Exercise objective.
Search the data for lines holding the word "logging". State how many there are, and nothing else.

Dataset content.
──────────────────────────────
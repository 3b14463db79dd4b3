use crate::error::EnvError;
use crate::logging;
use crate::shellenv::context::RunContext;
use crate::shellenv::layout::{LEGACY_PAIR, MANAGED_MARKER, legacy_glob_prefix, legacy_reference_name};
use anyhow::{Context, Result};
use serde::Serialize;
use std::fs;
use std::io::{ErrorKind, Read};
use std::path::{Path, PathBuf};
use std::time::{SystemTime, UNIX_EPOCH};

const MARKER_SCAN_BYTES: u64 = 4096;

#[derive(Debug, Clone, Copy, PartialEq, Eq, Serialize)]
#[serde(rename_all = "snake_case")]
pub enum ResolutionSource {
    Frozen,
    ActiveFallback,
}

#[derive(Debug, Clone, Serialize)]
pub struct LegacyReference {
    pub name: String,
    pub link: PathBuf,
    pub target: PathBuf,
    pub source: ResolutionSource,
}

#[derive(Debug, Clone, PartialEq, Eq)]
pub struct Candidate {
    pub path: PathBuf,
    pub modified: SystemTime,
}

/// True when the file starts with content this tool generated.
pub fn is_generated(path: &Path) -> Result<bool> {
    let file = match fs::File::open(path) {
        Ok(file) => file,
        Err(err) if err.kind() == ErrorKind::NotFound => return Ok(false),
        Err(err) => return Err(err).with_context(|| format!("failed to open {}", path.display())),
    };
    let mut head = Vec::new();
    file.take(MARKER_SCAN_BYTES)
        .read_to_end(&mut head)
        .with_context(|| format!("failed to read {}", path.display()))?;
    Ok(String::from_utf8_lossy(&head)
        .lines()
        .any(|line| line.trim_end() == MANAGED_MARKER))
}

/// Files matching `<primary>.legacy.*` that were not written by this tool.
/// Links are followed, so a frozen dotfile link counts with its target's
/// mtime. Dangling links and entries that vanish mid-scan are skipped.
pub fn legacy_candidates(home: &Path, primary: &str) -> Result<Vec<Candidate>> {
    let prefix = legacy_glob_prefix(primary);
    let mut out = Vec::new();
    for entry in fs::read_dir(home).with_context(|| format!("failed to read {}", home.display()))? {
        let entry = entry?;
        if !entry.file_name().to_string_lossy().starts_with(&prefix) {
            continue;
        }
        let path = entry.path();
        let meta = match fs::metadata(&path) {
            Ok(meta) => meta,
            Err(err) if err.kind() == ErrorKind::NotFound => continue,
            Err(err) => return Err(err).with_context(|| format!("failed to stat {}", path.display())),
        };
        if !meta.is_file() || is_generated(&path)? {
            continue;
        }
        out.push(Candidate {
            modified: meta.modified().unwrap_or(UNIX_EPOCH),
            path,
        });
    }
    Ok(out)
}

/// Most recently modified candidate; equal times go to the greatest file
/// name, which carries the newest embedded timestamp.
pub fn pick_latest(candidates: Vec<Candidate>) -> Option<Candidate> {
    candidates
        .into_iter()
        .max_by(|a, b| (a.modified, &a.path).cmp(&(b.modified, &b.path)))
}

pub fn select_legacy_source(home: &Path, primary: &str) -> Result<Option<(PathBuf, ResolutionSource)>> {
    if let Some(best) = pick_latest(legacy_candidates(home, primary)?) {
        return Ok(Some((best.path, ResolutionSource::Frozen)));
    }
    let active = home.join(primary);
    if active.is_file() && !is_generated(&active)? {
        return Ok(Some((active, ResolutionSource::ActiveFallback)));
    }
    Ok(None)
}

fn ensure_reference_slot(link: &Path) -> Result<()> {
    match fs::symlink_metadata(link) {
        Ok(meta) if !meta.file_type().is_symlink() => {
            Err(EnvError::ReferenceOccupied(link.to_path_buf()).into())
        }
        Ok(_) => Ok(()),
        Err(err) if err.kind() == ErrorKind::NotFound => Ok(()),
        Err(err) => Err(err).with_context(|| format!("failed to stat {}", link.display())),
    }
}

/// Fails with E005 when any reference path of the legacy pair holds
/// something other than a link. Checked before an advanced pass mutates.
pub fn ensure_reference_slots_free(home: &Path) -> Result<()> {
    for primary in LEGACY_PAIR {
        ensure_reference_slot(&home.join(legacy_reference_name(primary)))?;
    }
    Ok(())
}

/// Point `<primary>.legacy` at `target` (relative link). An existing link is
/// replaced atomically; anything else at that path is left untouched.
pub fn pin_reference(home: &Path, primary: &str, target: &Path) -> Result<PathBuf> {
    let link = home.join(legacy_reference_name(primary));
    ensure_reference_slot(&link)?;

    let relative = target
        .file_name()
        .with_context(|| format!("legacy target {} has no file name", target.display()))?;
    let staging = home.join(format!("{}~", legacy_reference_name(primary)));
    if fs::symlink_metadata(&staging).is_ok() {
        fs::remove_file(&staging)
            .with_context(|| format!("failed to clear {}", staging.display()))?;
    }
    std::os::unix::fs::symlink(relative, &staging)
        .with_context(|| format!("failed to create link {}", staging.display()))?;
    fs::rename(&staging, &link)
        .with_context(|| format!("failed to move link into place at {}", link.display()))?;
    Ok(link)
}

/// Resolve and pin a reference for each name of the legacy pair.
pub fn resolve_references(ctx: &RunContext) -> Result<Vec<LegacyReference>> {
    let mut out = Vec::new();
    for primary in LEGACY_PAIR {
        let Some((target, source)) = select_legacy_source(&ctx.home, primary)? else {
            logging::warn(
                &ctx.timestamp,
                "resolve",
                "detect",
                primary,
                "no legacy candidate or active file; reference not pinned",
            );
            continue;
        };
        if source == ResolutionSource::ActiveFallback {
            logging::warn(
                &ctx.timestamp,
                "resolve",
                "detect",
                primary,
                "automatic legacy detection failed; using the active file",
            );
        }
        let link = pin_reference(&ctx.home, primary, &target)?;
        logging::info(
            &ctx.timestamp,
            "resolve",
            "pin",
            &link.display().to_string(),
            &target.display().to_string(),
        );
        out.push(LegacyReference {
            name: primary.to_string(),
            link,
            target,
            source,
        });
    }
    Ok(out)
}

#[cfg(test)]
mod tests {
    use super::*;
    use crate::error::{ErrorCode, code_of};
    use std::time::Duration;
    use tempfile::tempdir;

    fn set_mtime(path: &Path, secs_ago: u64) {
        let when = SystemTime::now() - Duration::from_secs(secs_ago);
        fs::File::options()
            .write(true)
            .open(path)
            .expect("open")
            .set_modified(when)
            .expect("set mtime");
    }

    #[test]
    fn newest_modification_wins() {
        let tmp = tempdir().expect("tempdir");
        let home = tmp.path();
        fs::write(home.join(".bashrc.legacy.20261001_000000"), "older name, newer mtime").expect("seed");
        fs::write(home.join(".bashrc.legacy.20261002_000000"), "newer name, older mtime").expect("seed");
        set_mtime(&home.join(".bashrc.legacy.20261001_000000"), 10);
        set_mtime(&home.join(".bashrc.legacy.20261002_000000"), 3_600);

        let (path, source) = select_legacy_source(home, ".bashrc").expect("select").expect("some");
        assert_eq!(path, home.join(".bashrc.legacy.20261001_000000"));
        assert_eq!(source, ResolutionSource::Frozen);
    }

    #[test]
    fn equal_mtimes_break_toward_greatest_name() {
        let base = SystemTime::UNIX_EPOCH + Duration::from_secs(1_000);
        let picked = pick_latest(vec![
            Candidate { path: PathBuf::from("/h/.bashrc.legacy.20261002_000000"), modified: base },
            Candidate { path: PathBuf::from("/h/.bashrc.legacy.20261003_000000"), modified: base },
            Candidate { path: PathBuf::from("/h/.bashrc.legacy.20261001_000000"), modified: base },
        ])
        .expect("some");
        assert_eq!(picked.path, PathBuf::from("/h/.bashrc.legacy.20261003_000000"));
    }

    #[test]
    fn generated_routers_are_never_legacy_sources() {
        let tmp = tempdir().expect("tempdir");
        let home = tmp.path();
        fs::write(home.join(".bash_profile.legacy.t1"), "corp profile\n").expect("seed");
        fs::write(
            home.join(".bash_profile.legacy.t2"),
            format!("# ~/.bash_profile\n{MANAGED_MARKER}\n"),
        )
        .expect("seed");
        set_mtime(&home.join(".bash_profile.legacy.t1"), 600);

        let (path, _) = select_legacy_source(home, ".bash_profile").expect("select").expect("some");
        assert_eq!(path, home.join(".bash_profile.legacy.t1"));
    }

    #[test]
    fn falls_back_to_active_file() {
        let tmp = tempdir().expect("tempdir");
        let home = tmp.path();
        fs::write(home.join(".bashrc"), "corp rc\n").expect("seed");
        let (path, source) = select_legacy_source(home, ".bashrc").expect("select").expect("some");
        assert_eq!(path, home.join(".bashrc"));
        assert_eq!(source, ResolutionSource::ActiveFallback);
        assert!(select_legacy_source(home, ".bash_profile").expect("select").is_none());
    }

    #[test]
    fn pin_repoints_existing_link() {
        let tmp = tempdir().expect("tempdir");
        let home = tmp.path();
        fs::write(home.join(".bashrc.legacy.t1"), "one").expect("seed");
        fs::write(home.join(".bashrc.legacy.t2"), "two").expect("seed");

        let link = pin_reference(home, ".bashrc", &home.join(".bashrc.legacy.t1")).expect("pin");
        assert_eq!(fs::read_to_string(&link).expect("read"), "one");
        pin_reference(home, ".bashrc", &home.join(".bashrc.legacy.t2")).expect("repin");
        assert_eq!(fs::read_link(&link).expect("link"), PathBuf::from(".bashrc.legacy.t2"));
        assert!(!home.join(".bashrc.legacy~").exists());
        assert_eq!(fs::read_to_string(home.join(".bashrc.legacy.t1")).expect("read"), "one");
    }

    #[test]
    fn pin_refuses_regular_file_at_reference_path() {
        let tmp = tempdir().expect("tempdir");
        let home = tmp.path();
        fs::write(home.join(".bashrc.legacy"), "hand-made").expect("seed");
        fs::write(home.join(".bashrc.legacy.t1"), "one").expect("seed");

        let err = pin_reference(home, ".bashrc", &home.join(".bashrc.legacy.t1")).expect_err("occupied");
        assert_eq!(code_of(&err), Some(ErrorCode::E005ReferenceOccupied));
        assert_eq!(fs::read_to_string(home.join(".bashrc.legacy")).expect("read"), "hand-made");
    }

    #[test]
    fn frozen_dotfile_link_is_a_candidate() {
        let tmp = tempdir().expect("tempdir");
        let home = tmp.path();
        fs::create_dir(home.join("dotfiles")).expect("mkdir");
        fs::write(home.join("dotfiles/bashrc"), "# from dotfiles\n").expect("seed");
        std::os::unix::fs::symlink("dotfiles/bashrc", home.join(".bashrc.legacy.t1")).expect("link");
        std::os::unix::fs::symlink("dotfiles/missing", home.join(".bashrc.legacy.t0")).expect("dangling");

        let cands = legacy_candidates(home, ".bashrc").expect("cands");
        assert_eq!(cands.len(), 1);
        assert_eq!(cands[0].path, home.join(".bashrc.legacy.t1"));

        let (path, source) = select_legacy_source(home, ".bashrc").expect("select").expect("some");
        let link = pin_reference(home, ".bashrc", &path).expect("pin");
        assert_eq!(source, ResolutionSource::Frozen);
        assert_eq!(fs::read_to_string(link).expect("read"), "# from dotfiles\n");
    }

    #[test]
    fn reference_slots_reject_regular_files_only() {
        let tmp = tempdir().expect("tempdir");
        let home = tmp.path();
        ensure_reference_slots_free(home).expect("empty slots");
        std::os::unix::fs::symlink(".bashrc.legacy.t1", home.join(".bashrc.legacy")).expect("link");
        ensure_reference_slots_free(home).expect("links are replaceable");

        fs::write(home.join(".bash_profile.legacy"), "hand-made").expect("seed");
        let err = ensure_reference_slots_free(home).expect_err("occupied");
        assert_eq!(code_of(&err), Some(ErrorCode::E005ReferenceOccupied));
    }

    #[test]
    fn references_are_not_candidates() {
        let tmp = tempdir().expect("tempdir");
        let home = tmp.path();
        fs::write(home.join(".bashrc.legacy.t1"), "one").expect("seed");
        pin_reference(home, ".bashrc", &home.join(".bashrc.legacy.t1")).expect("pin");

        let cands = legacy_candidates(home, ".bashrc").expect("cands");
        assert_eq!(cands.len(), 1);
        assert_eq!(cands[0].path, home.join(".bashrc.legacy.t1"));
    }
}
──────────────────────────────
Solution for this exercise.
4